物事の死が視えると言うことはこの世界が・・・あやふやで脆いという事実に投げ込まれると言うこと

 

そして、僕はそれを故意的に殺せるということなのだ。

でも・・・僕は感謝している・・・だって・・・

 

「駄目な僕でも・・・みんなを救える」

 

だから言おう。

 

「ごめんね・・・」

 

幻想郷よ・・・少しきついけど我慢して・・・

 

「西行妖・・・たしかにお前の見える世界も死があるんだろうね・・・」

 

だけど・・・

 

「僕とお前とでは見えている世界(モノ)が違うんだ!!」

 

誘うのと殺すのとでは意味は違う!!

僕は剣を地に突き刺す。

 

『!!ギ、ガガッ!!』

 

西行妖はまるで苦しむように地から抜け出そうとする。

 

そうだろうね・・・だってここいら一帯を殺したんだから。

 

「逃がさないよ・・・」

 

僕は水月で一瞬にして接近すると、

 

ー閃走・六兎ー

 

霊力と気を込めた6発の蹴りを一点に叩き込む。

 

ー閃鞘・八点衝ー

 

着地すると無差別に斬撃をばら撒き、根を切り裂く。

 

ー閃鞘・八花鏡ー

 

斬撃と刺突をばら撒き、死刻蝶を落とす。

 

ー閃鞘・七夜ー

 

目の前に迫る枝通り過ぎざまになぎ払う…

 

ー閃鞘・八穿ー

 

上空に飛び、枝を・・・幹を斬り落す。

 

僕は着地すると片手を地に着け、眼を閉じる。

そして見開くとある一点を見つめ・・・

力を貯める…

 

「これが・・・

 

 

 

モノを殺すっていう事だ・・・」

 

ー直死の魔眼・決死の一撃ー

 

一瞬にしてトップスピードに…それこそ最大まで引き絞られ打ち出された矢の如く疾走する。

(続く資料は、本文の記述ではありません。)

//! The KV Store Adapter (spec §2 component 3, §4.1, §6).
//!
//! [`InMemoryKvStore`] holds every version of every key, sharded per key via
//! `DashMap` (grounded on the teacher's `ShardedStore`/`VersionChain`
//! design), and wires an [`ordo_core::TransactionObserver`] around each
//! operation exactly as spec §4.1 describes: `before*` hooks run before the
//! store acts, `after*`/`failed*` run once the outcome is known.

#![warn(missing_docs)]
#![warn(clippy::all)]

mod chain;
mod store;

pub use chain::VersionChain;
pub use store::InMemoryKvStore;
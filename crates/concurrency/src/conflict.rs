//! Pure MVTO conflict rules (spec §4.3).
//!
//! Kept free of any manager state so the rules themselves are easy to read
//! and to exercise with property tests, independent of how the manager
//! stores its per-key reader index.

use ordo_core::{Tid, Timestamp};

/// MVTO rule 2: a writer with timestamp `writer_ts` conflicts with an
/// already-recorded reader if the reader's own TID is greater than
/// `writer_ts` (the reader is "from the future" relative to this write) but
/// the version it actually observed is older than `writer_ts` (had this
/// write already existed, the reader should have seen it instead).
///
/// That is: the writer's TID falls strictly inside the forbidden band
/// `(observed_version, reader_tid]`.
pub fn writer_conflicts_with_reader(writer_ts: Timestamp, reader_tid: Tid, observed_version: Timestamp) -> bool {
    observed_version < writer_ts && writer_ts < reader_tid
}

/// Scan every recorded `(reader_tid, observed_version)` pair for a key and
/// return the first reader the writer conflicts with, if any.
///
/// Used identically by `before_put` and `before_delete` (spec §4.3: the
/// write-conflict scan is the same rule for both kinds of mutation).
pub fn find_conflicting_reader(
    writer_ts: Timestamp,
    readers: impl IntoIterator<Item = (Tid, Timestamp)>,
) -> Option<Tid> {
    readers
        .into_iter()
        .find(|&(reader_tid, observed_version)| {
            writer_conflicts_with_reader(writer_ts, reader_tid, observed_version)
        })
        .map(|(reader_tid, _)| reader_tid)
}
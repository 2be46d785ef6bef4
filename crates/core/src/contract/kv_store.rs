//! The Key/Value Store Adapter contract (spec §4.1, §6)

use crate::error::Result;
use crate::key::{KeyBound, ValueBound};
use crate::timestamp::Timestamp;

/// Capability to read, write and version-delete cells in a multi-version
/// key/value store.
///
/// The engine never implements the underlying store itself (spec §1
/// Non-goals); it is handed a `KvStore` capability by the host. Methods take
/// `&self` rather than `&mut self` because real hosts (e.g. an HBase
/// coprocessor) expose concurrent, lock-free access to the underlying store;
/// implementors are responsible for their own interior mutability.
pub trait KvStore<K: KeyBound, V: ValueBound>: Send + Sync {
    /// Write a cell version tagged with `ts`.
    ///
    /// Spec §4.1: the adapter is not responsible for choosing `ts` — the
    /// caller (the Transaction Manager) already holds the transaction's TID.
    fn write(&self, key: &K, ts: Timestamp, value: V) -> Result<()>;

    /// Read the greatest version of `key` with timestamp `<= bound`.
    ///
    /// Returns `None` if no such version exists (the key never existed, or
    /// every version is newer than `bound`).
    fn read(&self, key: &K, bound: Timestamp) -> Result<Option<(Timestamp, V)>>;

    /// Delete the exact version `(key, ts)`.
    ///
    /// MUST be idempotent (spec §4.1): deleting an already-deleted or
    /// never-written version is a no-op, not an error.
    fn delete_version(&self, key: &K, ts: Timestamp) -> Result<()>;

    /// Delete all versions of `key` with timestamp `<= bound`, keeping any
    /// version with timestamp `> bound`.
    ///
    /// MUST be idempotent and, when not atomic, MUST delete oldest-first
    /// (spec §4.1) so a crash between individual deletions never removes a
    /// version still needed to answer a read for a still-live older
    /// transaction (spec §9's second Open Question).
    fn delete_versions(&self, key: &K, bound: Timestamp) -> Result<()>;
}
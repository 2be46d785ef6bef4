use ordo_core::{Tid, Timestamp, TxnState};
use parking_lot::Mutex;
use std::collections::{HashMap, HashSet};
use std::hash::Hash;

/// Per-transaction bookkeeping (spec §2 component 4, §3).
///
/// Tracks the read/write sets MVTO's conflict rules need plus the
/// commit-dependency edges (`read_from`/`read_by`) that implement spec
/// §4.3's "a reader depends on the writer of the version it chose" rule and
/// §4.3's cascading-abort invariant (I3).
///
/// Grounded on the teacher's `TransactionContext`: identity, tracking sets,
/// state and an `ensure_active`-style guard live in the same places; the
/// tracking sets themselves (`read_from`/`read_by`) are MVTO-specific and
/// have no OCC counterpart (see `DESIGN.md`).
pub struct Transaction<K> {
    tid: Tid,
    state: Mutex<TxnState>,
    reads: Mutex<HashSet<K>>,
    read_versions: Mutex<HashMap<K, Timestamp>>,
    /// Ordered `(key, is_delete)` pairs, program order, at most one entry
    /// per key (spec §3: "ordered list of (K, isDelete); invariant: at most
    /// one mutation per key").
    mutations: Mutex<Vec<(K, bool)>>,
    read_from: Mutex<HashSet<Tid>>,
    read_by: Mutex<HashSet<Tid>>,
    /// `Some(true)` once this transaction has durably committed, `Some(false)`
    /// once it has aborted. Survives the `Committed/Aborted -> Finalized`
    /// transition so a blocked reader waiting on this writer (spec §4.3
    /// `afterGet` rule 2) can still learn the outcome after finalization,
    /// even though `state()` alone no longer distinguishes the two.
    final_outcome: Mutex<Option<bool>>,
}

impl<K: Eq + Hash + Clone> Transaction<K> {
    /// A freshly begun transaction in the `Started` state.
    pub fn new(tid: Tid) -> Self {
        Transaction {
            tid,
            state: Mutex::new(TxnState::Started),
            reads: Mutex::new(HashSet::new()),
            read_versions: Mutex::new(HashMap::new()),
            mutations: Mutex::new(Vec::new()),
            read_from: Mutex::new(HashSet::new()),
            read_by: Mutex::new(HashSet::new()),
            final_outcome: Mutex::new(None),
        }
    }

    /// This transaction's identifier (and TID — spec §3).
    pub fn tid(&self) -> Tid {
        self.tid
    }

    /// Current lifecycle state.
    pub fn state(&self) -> TxnState {
        *self.state.lock()
    }

    /// Attempt `current -> next`; returns `false` if the transition is
    /// illegal per [`TxnState::can_transition_to`], leaving state unchanged.
    pub fn transition(&self, next: TxnState) -> bool {
        let mut state = self.state.lock();
        if !state.can_transition_to(next) {
            return false;
        }
        match next {
            TxnState::Committed => *self.final_outcome.lock() = Some(true),
            TxnState::Aborted => *self.final_outcome.lock() = Some(false),
            _ => {}
        }
        *state = next;
        true
    }

    /// `Some(true)` if this transaction committed, `Some(false)` if it
    /// aborted, `None` if its outcome is not yet decided.
    pub fn final_outcome(&self) -> Option<bool> {
        *self.final_outcome.lock()
    }

    /// Record that `key` was read at `version`.
    pub fn record_read(&self, key: K, version: Timestamp) {
        self.reads.lock().insert(key.clone());
        self.read_versions.lock().insert(key, version);
    }

    /// Whether this transaction has read `key` (spec §9 blind-write check).
    pub fn has_read(&self, key: &K) -> bool {
        self.reads.lock().contains(key)
    }

    /// The version this transaction observed for `key`, if it read it.
    pub fn read_version_of(&self, key: &K) -> Option<Timestamp> {
        self.read_versions.lock().get(key).copied()
    }

    /// Record that `key` was buffered for write (`is_delete = false`) or
    /// delete (`is_delete = true`), in program order. A key already mutated
    /// keeps its first recorded entry (at most one mutation per key, spec
    /// §3) — the read-before-write precondition means a second `before_put`/
    /// `before_delete` on the same key never reaches here anyway, but the
    /// invariant is enforced here too rather than assumed.
    pub fn record_mutation(&self, key: K, is_delete: bool) {
        let mut mutations = self.mutations.lock();
        if !mutations.iter().any(|(k, _)| *k == key) {
            mutations.push((key, is_delete));
        }
    }

    /// Every key read so far.
    pub fn read_set(&self) -> HashSet<K> {
        self.reads.lock().clone()
    }

    /// Every key written or deleted so far, order and `is_delete` discarded
    /// (spec §4.4's rollback/pruning paths only need the key set).
    pub fn mutation_set(&self) -> HashSet<K> {
        self.mutations.lock().iter().map(|(k, _)| k.clone()).collect()
    }

    /// Every `(key, is_delete)` mutation in program order (spec §3's data
    /// model verbatim).
    pub fn mutations_ordered(&self) -> Vec<(K, bool)> {
        self.mutations.lock().clone()
    }

    /// Record a commit dependency: this transaction read a version written
    /// by `writer` (spec §4.3).
    pub fn add_read_from(&self, writer: Tid) {
        self.read_from.lock().insert(writer);
    }

    /// The set of transactions this one depends on.
    pub fn read_from(&self) -> HashSet<Tid> {
        self.read_from.lock().clone()
    }

    /// Record that `reader` depends on this transaction (the inverse edge,
    /// used to notify dependents on abort/commit).
    pub fn add_read_by(&self, reader: Tid) {
        self.read_by.lock().insert(reader);
    }

    /// Every transaction that depends on this one.
    pub fn read_by(&self) -> HashSet<Tid> {
        self.read_by.lock().clone()
    }

    /// Whether this transaction is read-only (no buffered mutations).
    pub fn is_read_only(&self) -> bool {
        self.mutations.lock().is_empty()
    }
}

// Always held behind `Arc<Transaction<K>>` in the manager's directory and
// touched from whichever thread is driving that transaction's calls, so it
// must stay thread-safe for any `KeyBound` key type.
#[cfg(test)]
static_assertions::assert_impl_all!(Transaction<String>: Send, Sync);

そして凄まじい速度で突き出した七ッ夜は点を穿ち、貫いた。

その威力は凄まじかったのだろう。西行妖は数mほど吹き飛び、元の場所に戻っていた。

 

「紫!!霊夢!!」

 

「任せなさい!!」

 

「いくわよ、霊夢!!」

 

僕は振り向くと背中合わせに、札を構えた霊夢と、

扇で口元を隠し、手を前に突き出した紫・・・

そして周りを囲むように展開された陣を見た。

 

『ゴ・・・ギ・・・』

 

西行妖は抗うように逃げようとするが、

 

「いい加減あきらめろ!!封魔刃!!」

 

僕は白銀の剣を展開するとそれは次々と西行妖を貫くと動きを封じる。

 

「「封!!」」

 

最後のキーワードだろう・・・

西行妖の周りに陣が現れ、次々と鎖や霊糸により縛り上げていく。

そして最後には西行妖は動かなくなっていた・・・

 

「・・・死が・・・消えたか・・・」

 

周りを漂っていた死の気は消えうせていた・・・

僕は幽々子に近づき、

 

「・・・受け取りに来たよ・・・」

 

幽々子から刀を受け取った。

 

こうして、まあ問題はあったけど異変は無事解決した。